WHAT TO PRODUCE: Filter these entries down to lines holding "value".

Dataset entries
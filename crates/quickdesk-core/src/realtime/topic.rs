use uuid::Uuid;

use super::change::Change;
use crate::error::{DeskError, Result};

/// Something a realtime client can subscribe to.
#[derive(Debug, Clone, Copy, PartialEq, Eq)]
pub enum Topic {
    /// The subscriber's own notifications.
    Notifications { user_id: Uuid },
    /// One ticket row.
    Ticket { ticket_id: Uuid },
    /// Comments on one ticket.
    Comments { ticket_id: Uuid },
}

impl Topic {
    /// Build a topic from a client's `table` and optional `ticket_id=<uuid>`
    /// filter. Notification subscriptions are always bound to `user_id`.
    pub fn parse(table: &str, filter: Option<&str>, user_id: Uuid) -> Result<Self> {
        let ticket_id = || -> Result<Uuid> {
            let value = filter
                .and_then(|f| f.trim().strip_prefix("ticket_id="))
                .ok_or_else(|| {
                    DeskError::Validation(format!(
                        "Subscriptions to {} need a ticket_id=<id> filter",
                        table
                    ))
                })?;
            // Accept the `ticket_id=eq.<id>` spelling too.
            let value = value.strip_prefix("eq.").unwrap_or(value);
            Uuid::parse_str(value)
                .map_err(|_| DeskError::Validation(format!("Invalid ticket id '{}'", value)))
        };

        match table {
            "notifications" => Ok(Topic::Notifications { user_id }),
            "tickets" => Ok(Topic::Ticket {
                ticket_id: ticket_id()?,
            }),
            "ticket_comments" => Ok(Topic::Comments {
                ticket_id: ticket_id()?,
            }),
            other => Err(DeskError::Validation(format!(
                "Cannot subscribe to '{}'",
                other
            ))),
        }
    }

    /// Ticket whose access check guards this topic.
    pub fn ticket_id(&self) -> Option<Uuid> {
        match self {
            Topic::Notifications { .. } => None,
            Topic::Ticket { ticket_id } | Topic::Comments { ticket_id } => Some(*ticket_id),
        }
    }

    pub fn matches(&self, change: &Change) -> bool {
        match self {
            Topic::Notifications { user_id } => {
                change.table == "notifications" && change.owner_id == Some(*user_id)
            }
            Topic::Ticket { ticket_id } => {
                change.table == "tickets" && change.row_id == Some(*ticket_id)
            }
            Topic::Comments { ticket_id } => {
                change.table == "ticket_comments" && change.ticket_id == Some(*ticket_id)
            }
        }
    }
}

#[cfg(test)]
mod tests {
    use super::*;
    use crate::realtime::ChangeOperation;

    #[test]
    fn test_notifications_bound_to_subscriber() {
        let me = Uuid::new_v4();
        let topic = Topic::parse("notifications", Some("user_id=someone-else"), me).unwrap();
        assert_eq!(topic, Topic::Notifications { user_id: me });

        let mine = Change::new("notifications", ChangeOperation::Insert).with_owner(me);
        let theirs =
            Change::new("notifications", ChangeOperation::Insert).with_owner(Uuid::new_v4());
        assert!(topic.matches(&mine));
        assert!(!topic.matches(&theirs));
    }

    #[test]
    fn test_ticket_topics_need_filter() {
        let me = Uuid::new_v4();
        let ticket = Uuid::new_v4();
        assert!(Topic::parse("tickets", None, me).is_err());
        assert!(Topic::parse("ticket_comments", Some("ticket_id=nope"), me).is_err());

        let topic = Topic::parse("ticket_comments", Some(&format!("ticket_id=eq.{}", ticket)), me)
            .unwrap();
        assert_eq!(topic.ticket_id(), Some(ticket));
        let comment = Change::new("ticket_comments", ChangeOperation::Insert).with_ticket(ticket);
        assert!(topic.matches(&comment));
        let ticket_row = Change::new("tickets", ChangeOperation::Update).with_row_id(ticket);
        assert!(!topic.matches(&ticket_row));
        assert!(Topic::Ticket { ticket_id: ticket }.matches(&ticket_row));
    }

    #[test]
    fn test_unknown_table() {
        assert!(Topic::parse("profiles", None, Uuid::new_v4()).is_err());
    }
}
mod executor;
mod registry;
mod router;

pub use executor::{ExecutionResult, FunctionExecutor};
pub use registry::{BoxedMutationFn, BoxedQueryFn, FunctionEntry, FunctionRegistry};
pub use router::{FunctionRouter, RouteResult};
//! Notification fan-out for ticket activity.

pub mod email;
mod fanout;
mod service;

pub use email::{EmailMessage, LogMailer, Mailer};
pub use fanout::{Planned, TicketActivity, TicketEvent};
pub use service::{FanoutReport, Notifier};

ANSWER TO THIS TASK:
            let value = filter
            let value = value.strip_prefix("eq.").unwrap_or(value);
            Uuid::parse_str(value)
                .map_err(|_| DeskError::Validation(format!("Invalid ticket id '{}'", value)))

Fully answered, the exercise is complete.